Task description: Transcribe, without alteration, only the lines from the one containing "let cache = Arc::new(crate::cache::Cache::default());" through the last line of the material, both ends included.

Data section:
------------------------

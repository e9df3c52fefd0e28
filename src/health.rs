//! Process introspection: cached-store count, cache hit/miss stats, and the
//! job queue depth. Consumed by the server's health endpoint and the CLI's
//! status subcommand.

use crate::cache::CacheStats;
use crate::jobs::JobQueue;
use crate::store::StoreRegistry;
use serde::Serialize;
use std::sync::Arc;

#[derive(Debug, Clone, Serialize)]
pub struct HealthReport {
    pub cached_stores: usize,
    pub queued_jobs: usize,
    pub cache_stats: CacheStatsReport,
}

#[derive(Debug, Clone, Serialize)]
pub struct CacheStatsReport {
    pub keys: usize,
    pub hits: u64,
    pub misses: u64,
}

impl From<CacheStats> for CacheStatsReport {
    fn from(stats: CacheStats) -> Self {
        Self { keys: stats.keys, hits: stats.hits, misses: stats.misses }
    }
}

pub struct HealthMonitor {
    registry: Arc<StoreRegistry>,
    cache: Arc<crate::cache::Cache>,
    queue: Arc<JobQueue>,
}

impl HealthMonitor {
    pub fn new(registry: Arc<StoreRegistry>, cache: Arc<crate::cache::Cache>, queue: Arc<JobQueue>) -> Self {
        Self { registry, cache, queue }
    }

    pub async fn report(&self) -> HealthReport {
        HealthReport {
            cached_stores: self.registry.cached_count().await,
            queued_jobs: self.queue.length().await,
            cache_stats: self.cache.stats().await.into(),
        }
    }
}

#[cfg(test)]
mod tests {
    use super::*;

    #[tokio::test]
    async fn report_reflects_current_registry_and_queue_state() {
        let dir = tempfile::tempdir().unwrap();
        let registry = Arc::new(StoreRegistry::new(dir.path()));
        registry.get("u1").await.unwrap();
        let cache = Arc::new(crate::cache::Cache::default());
        let queue = Arc::new(JobQueue::new());
        queue.add_job("j1", "u1").await;

        let monitor = HealthMonitor::new(registry, cache, queue);
        let report = monitor.report().await;
        assert_eq!(report.cached_stores, 1);
        assert_eq!(report.queued_jobs, 1);
    }
}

------------------------

Exercise result:
        let cache = Arc::new(crate::cache::Cache::default());
        let queue = Arc::new(JobQueue::new());
        queue.add_job("j1", "u1").await;

        let monitor = HealthMonitor::new(registry, cache, queue);
        let report = monitor.report().await;
        assert_eq!(report.cached_stores, 1);
        assert_eq!(report.queued_jobs, 1);
    }
}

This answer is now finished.